Title: Achieving Human Performance for Multi-Lingual Multi-Document Summarization

Speaker: John Conroy, IDA Center for Computing Sciences

Date/Time: Tuesday, April 10, 2007, 9:00am – 10:00am

Location: CSRI Building/Room 90 (Sandia NM)

Brief Abstract: Given a group of approximately 10 topically related documents in English and Arabic, compose a 100-word resume of that topic, capturing the important people, places, and details surrounding the topic event. This was the task of the 2005 and 2006 Multi-Lingual Summarization Evaluation.

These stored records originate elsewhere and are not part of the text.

//! Trait propagation for [`Storage`].
//!
//! `Storage<T, E>` is `Clone` exactly when both members are, and `Copy`
//! exactly when both members are. It has no `Drop` impl of its own, so it
//! carries drop glue only when `T` or `E` does. Every container in this crate
//! wraps a single `Storage` and forwards to it, so the same rules hold for
//! the containers. [`RefResult`] stores a borrow, which is always `Copy`, so
//! only its error type matters.
//!
//! Assignment from a fallible source goes through [`stage_then_commit`]: the
//! replacement is built completely before `self` is touched.

use std::mem::needs_drop;

use crate::reference::RefResult;
use crate::result::Result;
use crate::storage::Storage;
use crate::void::VoidResult;

impl<T: Clone, E: Clone> Clone for Storage<T, E> {
    #[inline]
    fn clone(&self) -> Self {
        match self {
            Self::Value(value) => Self::Value(value.clone()),
            Self::Error(error) => Self::Error(error.clone()),
        }
    }

    /// Reuses the existing member when both sides hold the same alternative.
    #[inline]
    fn clone_from(&mut self, source: &Self) {
        match (self, source) {
            (Self::Value(dst), Self::Value(src)) => dst.clone_from(src),
            (Self::Error(dst), Self::Error(src)) => dst.clone_from(src),
            (dst, src) => dst.reconstruct(src.clone()),
        }
    }
}

impl<T: Copy, E: Copy> Copy for Storage<T, E> {}

impl<T: Clone, E: Clone> Clone for Result<T, E> {
    #[inline]
    fn clone(&self) -> Self {
        Self {
            storage: self.storage.clone(),
        }
    }

    #[inline]
    fn clone_from(&mut self, source: &Self) {
        self.storage.clone_from(&source.storage);
    }
}

impl<T: Copy, E: Copy> Copy for Result<T, E> {}

impl<E: Clone> Clone for VoidResult<E> {
    #[inline]
    fn clone(&self) -> Self {
        Self {
            storage: self.storage.clone(),
        }
    }

    #[inline]
    fn clone_from(&mut self, source: &Self) {
        self.storage.clone_from(&source.storage);
    }
}

impl<E: Copy> Copy for VoidResult<E> {}

// A borrow is always `Copy`, so only the error decides.
impl<T: ?Sized, E: Clone> Clone for RefResult<'_, T, E> {
    #[inline]
    fn clone(&self) -> Self {
        Self {
            storage: match &self.storage {
                Storage::Value(value) => Storage::Value(*value),
                Storage::Error(error) => Storage::Error(error.clone()),
            },
        }
    }
}

impl<T: ?Sized, E: Copy> Copy for RefResult<'_, T, E> {}

/// Whether a container over `T` and `E` runs no code when dropped.
///
/// Agrees with `std::mem::needs_drop` for every container in this crate.
#[inline]
#[must_use]
pub const fn is_trivially_destructible<T, E>() -> bool {
    !needs_drop::<T>() && !needs_drop::<E>()
}

/// Build a replacement storage and install it only if building succeeded.
///
/// On failure `dest` is left exactly as it was.
pub(crate) fn stage_then_commit<T, E, X, F>(
    dest: &mut Storage<T, E>,
    build: F,
) -> std::result::Result<(), X>
where
    F: FnOnce() -> std::result::Result<Storage<T, E>, X>,
{
    match build() {
        Ok(staged) => {
            dest.reconstruct(staged);
            Ok(())
        }
        Err(error) => {
            tracing::debug!("staged assignment failed; destination left unchanged");
            Err(error)
        }
    }
}

#[cfg(test)]
mod tests {
    use super::*;

    #[test]
    fn test_plain_members_are_trivially_destructible() {
        assert!(is_trivially_destructible::<i32, u8>());
        assert!(is_trivially_destructible::<(), char>());
    }

    #[test]
    fn test_owning_member_removes_triviality() {
        assert!(!is_trivially_destructible::<String, i32>());
        assert!(!is_trivially_destructible::<i32, Vec<u8>>());
    }

    #[test]
    fn test_predicate_matches_needs_drop() {
        assert_eq!(
            is_trivially_destructible::<i32, String>(),
            !needs_drop::<Storage<i32, String>>()
        );
        assert_eq!(
            is_trivially_destructible::<i32, i64>(),
            !needs_drop::<Storage<i32, i64>>()
        );
    }

    #[test]
    fn test_clone_from_same_alternative_keeps_buffer() {
        let mut dest: Storage<String, i32> = Storage::construct_value(String::with_capacity(64));
        let capacity = dest.value_ref().map_or(0, String::capacity);
        let source: Storage<String, i32> = Storage::construct_value("hi".to_string());

        dest.clone_from(&source);

        assert_eq!(dest.value_ref().map(String::as_str), Some("hi"));
        assert_eq!(dest.value_ref().map_or(0, String::capacity), capacity);
    }

    #[test]
    fn test_clone_from_switches_alternative() {
        let mut dest: Storage<String, i32> = Storage::construct_value("x".to_string());
        let source: Storage<String, i32> = Storage::construct_error(5);

        dest.clone_from(&source);

        assert_eq!(dest.error_ref(), Some(&5));
    }

    #[test]
    fn test_result_clone_from_forwards_to_storage() {
        let mut dest: Result<String, i32> = Result::new(String::with_capacity(32));
        let capacity = dest.as_ref().map(String::capacity).into_std().unwrap_or(0);

        dest.clone_from(&Result::new("copied".to_string()));

        assert_eq!(dest.as_ref().map(String::as_str).into_std(), Ok("copied"));
        assert_eq!(
            dest.as_ref().map(String::capacity).into_std().unwrap_or(0),
            capacity
        );
    }

    #[test]
    fn test_containers_copy_with_members() {
        let result: Result<i32, u8> = Result::new(3);
        let copy = result;
        assert_eq!((result.into_std(), copy.into_std()), (Ok(3), Ok(3)));

        let void: VoidResult<u8> = VoidResult::success();
        let copy = void;
        assert!(void.has_value() && copy.has_value());
    }

    #[test]
    fn test_ref_result_clones_error_not_referent() {
        let owned = String::from("target");
        let original: RefResult<'_, String, String> = RefResult::new(&owned);
        let copy = original.clone();
        let (Ok(left), Ok(right)) = (original.into_std(), copy.into_std()) else {
            return;
        };
        assert!(std::ptr::eq(left, right));
    }

    #[test]
    fn test_failed_stage_leaves_destination() {
        let mut dest: Storage<i32, i32> = Storage::construct_value(1);

        let outcome = stage_then_commit(&mut dest, || Err::<Storage<i32, i32>, _>("bad"));

        assert_eq!(outcome, Err("bad"));
        assert_eq!(dest.value_ref(), Some(&1));
    }

    #[test]
    fn test_successful_stage_replaces_destination() {
        let mut dest: Storage<i32, i32> = Storage::construct_value(1);

        let outcome: std::result::Result<(), ()> =
            stage_then_commit(&mut dest, || Ok(Storage::construct_error(2)));

        assert_eq!(outcome, Ok(()));
        assert_eq!(dest.error_ref(), Some(&2));
    }
}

In this talk, I will describe a computational approach to this problem which performs at human performance levels as measured by both automatic and human evaluation.
The approach consists of three stages: a linguistic step to identify and shorten the original sentences, a statistical approach of identifying sentences with the largest expected number of terms which would appear in a human abstract, and a linear algebraic approach for selecting a non-redundant subset of the sentences with good coverage of the important terms.
See http://research.microsoft.com/~lucyv/MSE2006.htm for more information about the Multilingual Summarization Evaluation.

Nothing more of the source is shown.